As a child you see your parents as these invincible adults. We see our dads as these big strong men who work hard, protect us, and just take care of things. We see our moms as our caretakers who are always there to make sure our needs are attended to that we always know we are loved. I don’t know about all of you but for all of my life when I looked at my parents they seemed to be frozen at the same age. All through my growing up they looked the same age to me. Strong and energetic and young. That is how they have always seemed to me. Always, that is, until now. Now I see a cute little white haired mom who is fragile and breakable, and I see a gray haired father who walks a little slower than he once did. Both now in their mid 70s the realization is finally hitting me that one day down the road (and I pray that it is many more years down the road still) these two people who have been the absolute rock and foundation for my life may no longer be on this earth with me.
It’s a thought I simply cannot imagine without breaking into tears. Even as I write this I can’t stop my eyes from welling up. I am not ready for the day to come when my parents are with me anymore. I’m just not. They have been my guides and my anchor my entire life. Whenever I need advice I always know I can call my dad, and whenever I need sympathy I know I can call my mom. And I don’t want to imagine a day when I can no longer pick up the phone and do that or when I can knock on their door and have them there to answer it. Yet it is a reality that I need to start to remember so that I don’t allow myself to take one moment I have with them for granted.

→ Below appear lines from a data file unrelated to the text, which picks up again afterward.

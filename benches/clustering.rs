use criterion::{black_box, criterion_group, criterion_main, Criterion};
use geocluster::cluster::{AnalyzerConfig, Round, RoundAnalyzer};
use geocluster::{FarthestPointSampler, Point};
use rand::prelude::*;

fn random_points(rng: &mut StdRng, n: usize) -> Vec<Point> {
    (0..n)
        .map(|_| {
            Point::new(
                -37.8 + rng.random::<f64>() * 0.05,
                144.9 + rng.random::<f64>() * 0.05,
            )
        })
        .collect()
}

fn bench_rounds(c: &mut Criterion) {
    let mut group = c.benchmark_group("rounds");

    let mut rng = StdRng::seed_from_u64(42);
    let rounds: Vec<Round> = (0..100)
        .map(|id| Round::new(id, random_points(&mut rng, 5)))
        .collect();

    group.bench_function("analyze_100_rounds_n5", |b| {
        let analyzer = RoundAnalyzer::new(AnalyzerConfig::default());
        b.iter(|| {
            analyzer.analyze(black_box(&rounds)).unwrap();
        })
    });

    group.finish();
}

fn bench_sampling(c: &mut Criterion) {
    let mut group = c.benchmark_group("farthest_point");
    group.sample_size(20);

    let mut rng = StdRng::seed_from_u64(42);
    let pool = random_points(&mut rng, 1000);

    group.bench_function("sample_m1000_k100", |b| {
        b.iter(|| {
            FarthestPointSampler::new(100)
                .with_seed(42)
                .sample(black_box(&pool))
                .unwrap();
        })
    });

    group.finish();
}

criterion_group!(benches, bench_rounds, bench_sampling);
criterion_main!(benches);
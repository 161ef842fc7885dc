// Copyright 2025 Contributors to the Veraison project.
// SPDX-License-Identifier: Apache-2.0

use clap::Parser;
use keyattestation::chain::AttestationChain;
use keyattestation::ext::{KeyDescription, ProvisioningInfoMap, PROVISIONING_INFO_EXTENSION_OID};
use keyattestation::log::NopLog;
use keyattestation::store::{MemoRevocationList, MemoTrustAnchorStore};
use keyattestation::verifier::{ChallengeMatcher, SystemClock, Verifier};
use openssl::x509::X509;
use std::error::Error;
use std::fs;

#[derive(Parser)]
enum KeyAttestationCli {
    Verify(VerifyArgs),
    Print(PrintArgs),
}

#[derive(Debug, clap::Args)]
#[command(author, version, long_about = None,
    about = "Verify the supplied attestation chain against the trust anchor \
    store and print the outcome")]
struct VerifyArgs {
    #[arg(short, long, default_value = "chain.pem")]
    chain: String,

    #[arg(short, long, default_value = "tastore.json")]
    tastore: String,

    /// Revocation status list; nothing is treated as revoked when omitted
    #[arg(short, long)]
    revocation: Option<String>,

    /// Expected challenge (UTF-8); skip the challenge check when omitted
    #[arg(short = 'x', long)]
    challenge: Option<String>,
}

#[derive(Debug, clap::Args)]
#[command(author, version, long_about = None,
    about = "Pretty-print the attestation extension of the supplied chain \
    without verifying it")]
struct PrintArgs {
    #[arg(short, long, default_value = "chain.pem")]
    chain: String,
}

fn main() {
    env_logger::init();

    match KeyAttestationCli::parse() {
        KeyAttestationCli::Verify(args) => match verify(&args) {
            Ok(()) => {}
            Err(e) => eprintln!("verification failed: {e}"),
        },
        KeyAttestationCli::Print(args) => match print(&args) {
            Ok(()) => {}
            Err(e) => eprintln!("printing failed: {e}"),
        },
    }
}

fn read_chain(path: &str) -> Result<Vec<Vec<u8>>, Box<dyn Error>> {
    let pem = fs::read(path)?;
    let certs = X509::stack_from_pem(&pem)?;
    let mut der = Vec::with_capacity(certs.len());
    for cert in &certs {
        der.push(cert.to_der()?);
    }
    Ok(der)
}

fn verify(args: &VerifyArgs) -> Result<(), Box<dyn Error>> {
    let chain = read_chain(&args.chain)?;

    let anchors = MemoTrustAnchorStore::new();
    anchors.load_json(&fs::read_to_string(&args.tastore)?)?;

    let revocations = MemoRevocationList::new();
    if let Some(path) = &args.revocation {
        revocations.load_json(&fs::read_to_string(path)?)?;
    }

    let verifier = Verifier::new(anchors, revocations, SystemClock, Default::default())?;

    let matcher = args
        .challenge
        .as_ref()
        .map(|c| ChallengeMatcher::new(c.as_bytes()));
    let result = verifier.verify(
        &chain,
        matcher
            .as_ref()
            .map(|m| m as &dyn keyattestation::verifier::ChallengeChecker),
        None,
    );

    println!("{result:#?}");
    Ok(())
}

fn print(args: &PrintArgs) -> Result<(), Box<dyn Error>> {
    let der = read_chain(&args.chain)?;
    let chain = AttestationChain::new(&der)?;

    let extension = chain
        .leaf()
        .extension(&keyattestation::ext::ATTESTATION_EXTENSION_OID)
        .ok_or("attestation extension not found")?;
    let key_description = KeyDescription::from_der(extension.extn_value.as_bytes(), &NopLog)?;
    println!("provisioning method: {:?}", chain.provisioning_method());
    println!("{key_description:#?}");

    if let Some(extension) = chain
        .attestation_cert()
        .extension(&PROVISIONING_INFO_EXTENSION_OID)
    {
        let info = ProvisioningInfoMap::from_cbor(extension.extn_value.as_bytes())?;
        println!("{info:#?}");
    }
    Ok(())
}
// Copyright 2025 Contributors to the Veraison project.
// SPDX-License-Identifier: Apache-2.0

//! Typed coercions from raw ASN.1 TLVs to the concrete shapes used by the
//! attestation extension, plus the context-tag walker for the
//! `AuthorizationList` fields.  The `der` crate caps tag numbers at 30, while
//! KeyMint tags go up to 724, so the identifier octets are read and written
//! by hand here.

use super::errors::{ExtensionParsingError, ExtensionParsingReason};
use der::asn1::{Null, OctetStringRef, SetOfVec, UintRef};
use der::{Decode, Encode, Header, Length, Reader, SliceReader, Tag};
use num_bigint::BigUint;
use std::collections::BTreeSet;

pub(crate) fn type_mismatch(wanted: &str, got: Tag) -> ExtensionParsingError {
    ExtensionParsingError::with_reason(
        format!("expecting {wanted}, got {got}"),
        ExtensionParsingReason::MalformedDer,
    )
}

/// INTEGER, as a machine integer.
pub fn int_from_tlv(tlv: &[u8]) -> Result<i64, ExtensionParsingError> {
    Ok(i64::from_der(tlv)?)
}

/// INTEGER, non-negative and arbitrary precision.
pub fn uint_from_tlv(tlv: &[u8]) -> Result<BigUint, ExtensionParsingError> {
    let x = UintRef::from_der(tlv)?;
    Ok(BigUint::from_bytes_be(x.as_bytes()))
}

/// ENUMERATED, as the raw discriminant.
pub fn enumerated_from_tlv(tlv: &[u8]) -> Result<u32, ExtensionParsingError> {
    let mut reader = SliceReader::new(tlv)?;
    let header = Header::decode(&mut reader)?;
    if header.tag != Tag::Enumerated {
        return Err(type_mismatch("ENUMERATED", header.tag));
    }
    let body = reader.read_slice(header.length)?;
    if body.is_empty() || body.len() > 4 {
        return Err(ExtensionParsingError::with_reason(
            format!("ENUMERATED of {} bytes", body.len()),
            ExtensionParsingReason::MalformedDer,
        ));
    }
    Ok(body.iter().fold(0u32, |acc, b| (acc << 8) | u32::from(*b)))
}

/// OCTET STRING, as owned bytes.
pub fn octet_string_from_tlv(tlv: &[u8]) -> Result<Vec<u8>, ExtensionParsingError> {
    Ok(OctetStringRef::from_der(tlv)?.as_bytes().to_vec())
}

/// OCTET STRING holding UTF-8 text.  Decoding is strict: malformed bytes are
/// an error, never a replacement character.
pub fn utf8_from_tlv(tlv: &[u8]) -> Result<String, ExtensionParsingError> {
    utf8_from_bytes(OctetStringRef::from_der(tlv)?.as_bytes())
}

/// Strict UTF-8 conversion of already-extracted bytes.
pub fn utf8_from_bytes(bytes: &[u8]) -> Result<String, ExtensionParsingError> {
    String::from_utf8(bytes.to_vec()).map_err(|e| {
        ExtensionParsingError::with_reason(e.to_string(), ExtensionParsingReason::MalformedUtf8)
    })
}

/// Presence-only boolean: NULL and BOOLEAN TRUE both mean "present and
/// true".  An explicit BOOLEAN FALSE must never be emitted by a conformant
/// implementation.
pub fn bool_presence_from_tlv(tlv: &[u8]) -> Result<bool, ExtensionParsingError> {
    let mut reader = SliceReader::new(tlv)?;
    let header = Header::decode(&mut reader)?;
    match header.tag {
        Tag::Null => {
            Null::from_der(tlv)?;
            Ok(true)
        }
        Tag::Boolean => {
            if bool::from_der(tlv)? {
                Ok(true)
            } else {
                Err(ExtensionParsingError::with_reason(
                    "boolean field encoded as FALSE",
                    ExtensionParsingReason::ForbiddenBooleanValue,
                ))
            }
        }
        t => Err(type_mismatch("NULL or BOOLEAN", t)),
    }
}

/// SET OF INTEGER, as an unordered collection.
pub fn int_set_from_tlv(tlv: &[u8]) -> Result<BTreeSet<i64>, ExtensionParsingError> {
    let set = SetOfVec::<i64>::from_der(tlv)?;
    Ok(set.iter().copied().collect())
}

/// Reads one context-specific constructed identifier octet (low or
/// high-tag-number form) off the reader and returns its tag number, or
/// `None` when the reader is exhausted.  Tag numbers above 0x3fff are not
/// representable in the KeyMint schema and are rejected.
pub fn read_context_tag<'a, R: Reader<'a>>(
    reader: &mut R,
) -> Result<Option<u32>, ExtensionParsingError> {
    if reader.remaining_len() == Length::ZERO {
        return Ok(None);
    }
    let b1 = reader.read_byte()?;
    if b1 & 0xc0 != 0x80 {
        return Err(ExtensionParsingError::with_reason(
            format!("expecting context-specific tag, got identifier {b1:#04x}"),
            ExtensionParsingReason::MalformedDer,
        ));
    }
    if b1 & 0x1f != 0x1f {
        return Ok(Some(u32::from(b1 & 0x1f)));
    }
    let b2 = reader.read_byte()?;
    if b2 & 0x80 == 0 {
        return Ok(Some(u32::from(b2)));
    }
    let b3 = reader.read_byte()?;
    if b3 & 0x80 != 0 {
        return Err(ExtensionParsingError::with_reason(
            "tag number exceeds two base-128 digits",
            ExtensionParsingReason::MalformedDer,
        ));
    }
    Ok(Some((u32::from(b2 & 0x7f) << 7) | u32::from(b3)))
}

/// Reads the length that follows a context tag and returns the enclosed
/// bytes (a complete inner TLV under EXPLICIT tagging).
pub fn read_tagged_body<'a, R: Reader<'a>>(
    reader: &mut R,
) -> Result<&'a [u8], ExtensionParsingError> {
    let len = Length::decode(reader)?;
    if reader.remaining_len() < len {
        return Err(ExtensionParsingError::with_reason(
            "context-tagged field overruns its enclosing sequence",
            ExtensionParsingReason::MalformedDer,
        ));
    }
    Ok(reader.read_slice(len)?)
}

/// An EXPLICIT context-tagged value with a tag number the `der` crate cannot
/// express.  The identifier octets are emitted manually; the payload is any
/// encodable value.
pub struct ExplicitTaggedValue<T: Encode> {
    pub tag: u32,
    pub val: T,
}

impl<T: Encode> ExplicitTaggedValue<T> {
    fn tag_len(&self) -> der::Result<Length> {
        match self.tag {
            0..=0x1e => Ok(Length::ONE),
            0x1f..=0x7f => Ok(Length::new(2)),
            0x80..=0x3fff => Ok(Length::new(3)),
            _ => Err(der::ErrorKind::Overflow.into()),
        }
    }

    fn encode_tag(&self, writer: &mut impl der::Writer) -> der::Result<()> {
        // 0b101vvvvv is context-specific + constructed
        match self.tag {
            0..=0x1e => writer.write_byte(0b1010_0000 | (self.tag as u8)),
            0x1f..=0x7f => {
                writer.write_byte(0b1011_1111)?;
                writer.write_byte(self.tag as u8)
            }
            0x80..=0x3fff => {
                writer.write_byte(0b1011_1111)?;
                writer.write_byte((self.tag >> 7) as u8 | 0x80)?;
                writer.write_byte((self.tag & 0x7f) as u8)
            }
            _ => Err(der::ErrorKind::Overflow.into()),
        }
    }
}

impl<T: Encode> Encode for ExplicitTaggedValue<T> {
    fn encoded_len(&self) -> der::Result<Length> {
        let inner_len = self.val.encoded_len()?;
        self.tag_len()? + inner_len.encoded_len()? + inner_len
    }

    fn encode(&self, writer: &mut impl der::Writer) -> der::Result<()> {
        let inner_len = self.val.encoded_len()?;
        self.encode_tag(writer)?;
        inner_len.encode(writer)?;
        self.val.encode(writer)
    }
}

/// Pre-encoded DER, written through verbatim.  Used to splice nested
/// structures (RootOfTrust, application id) into a tagged field.
pub struct RawDer<'a>(pub &'a [u8]);

impl Encode for RawDer<'_> {
    fn encoded_len(&self) -> der::Result<Length> {
        Length::try_from(self.0.len())
    }

    fn encode(&self, writer: &mut impl der::Writer) -> der::Result<()> {
        writer.write(self.0)
    }
}

/// Wraps already-encoded content bytes in a TLV with the given tag.
pub fn encode_tlv(tag: Tag, content: &[u8], out: &mut Vec<u8>) -> der::Result<()> {
    tag.encode(out)?;
    Length::try_from(content.len())?.encode(out)?;
    out.extend_from_slice(content);
    Ok(())
}

/// Emits a SET OF from pre-encoded elements, sorting them into the
/// canonical DER order.
pub fn encode_set_of(mut elements: Vec<Vec<u8>>, out: &mut Vec<u8>) -> der::Result<()> {
    elements.sort();
    let content = elements.concat();
    encode_tlv(Tag::Set, &content, out)
}

/// Emits a SET OF INTEGER from an unordered collection.
pub fn encode_int_set(values: &BTreeSet<i64>, out: &mut Vec<u8>) -> der::Result<()> {
    let mut set = SetOfVec::new();
    for v in values {
        // BTreeSet iteration is ascending, which is also the DER order for
        // same-signed INTEGERs of these magnitudes.
        set.insert_ordered(*v)?;
    }
    set.encode(out)
}

/// Emits an ENUMERATED with a single-octet discriminant.
pub fn encode_enumerated(value: u32, out: &mut Vec<u8>) -> der::Result<()> {
    if value > 0x7f {
        return Err(der::ErrorKind::Overflow.into());
    }
    encode_tlv(Tag::Enumerated, &[value as u8], out)
}

/// Emits a non-negative INTEGER of arbitrary precision.
pub fn encode_uint(value: &BigUint, out: &mut Vec<u8>) -> der::Result<()> {
    let bytes = value.to_bytes_be();
    UintRef::new(&bytes)?.encode(out)
}

/// Splits a SET TLV into the raw TLVs of its elements.
pub fn set_elements_from_tlv(tlv: &[u8]) -> Result<Vec<&[u8]>, ExtensionParsingError> {
    let mut reader = SliceReader::new(tlv)?;
    let header = Header::decode(&mut reader)?;
    if header.tag != Tag::Set {
        return Err(type_mismatch("SET", header.tag));
    }
    let body = reader.read_slice(header.length)?;
    let mut elements = Vec::new();
    let mut reader = SliceReader::new(body)?;
    while !reader.is_finished() {
        elements.push(reader.tlv_bytes()?);
    }
    Ok(elements)
}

I need to make more time to spend with my parents. I need to make it a priority to spend quality time with them. I need to make sure I get their advice now on the things I should know for the future so I don’t waste my chance to get it while they are still both here with me. I need to ask them to tell me more stories about their own life and all the lessons they have learned that might someday be helpful to me. I need to make sure I let them know how much I love them and what they mean to me while they are still here to hear it in person.
Every one of you reading this blog have parents that are aging if you are still blessed enough to have them on this earth. No matter how old your parents are the reality is that any of us could lose our parents at any time. Let’s all make an effort to make more time for them, express more love for them, and make sure they feel appreciated while we still have them with us.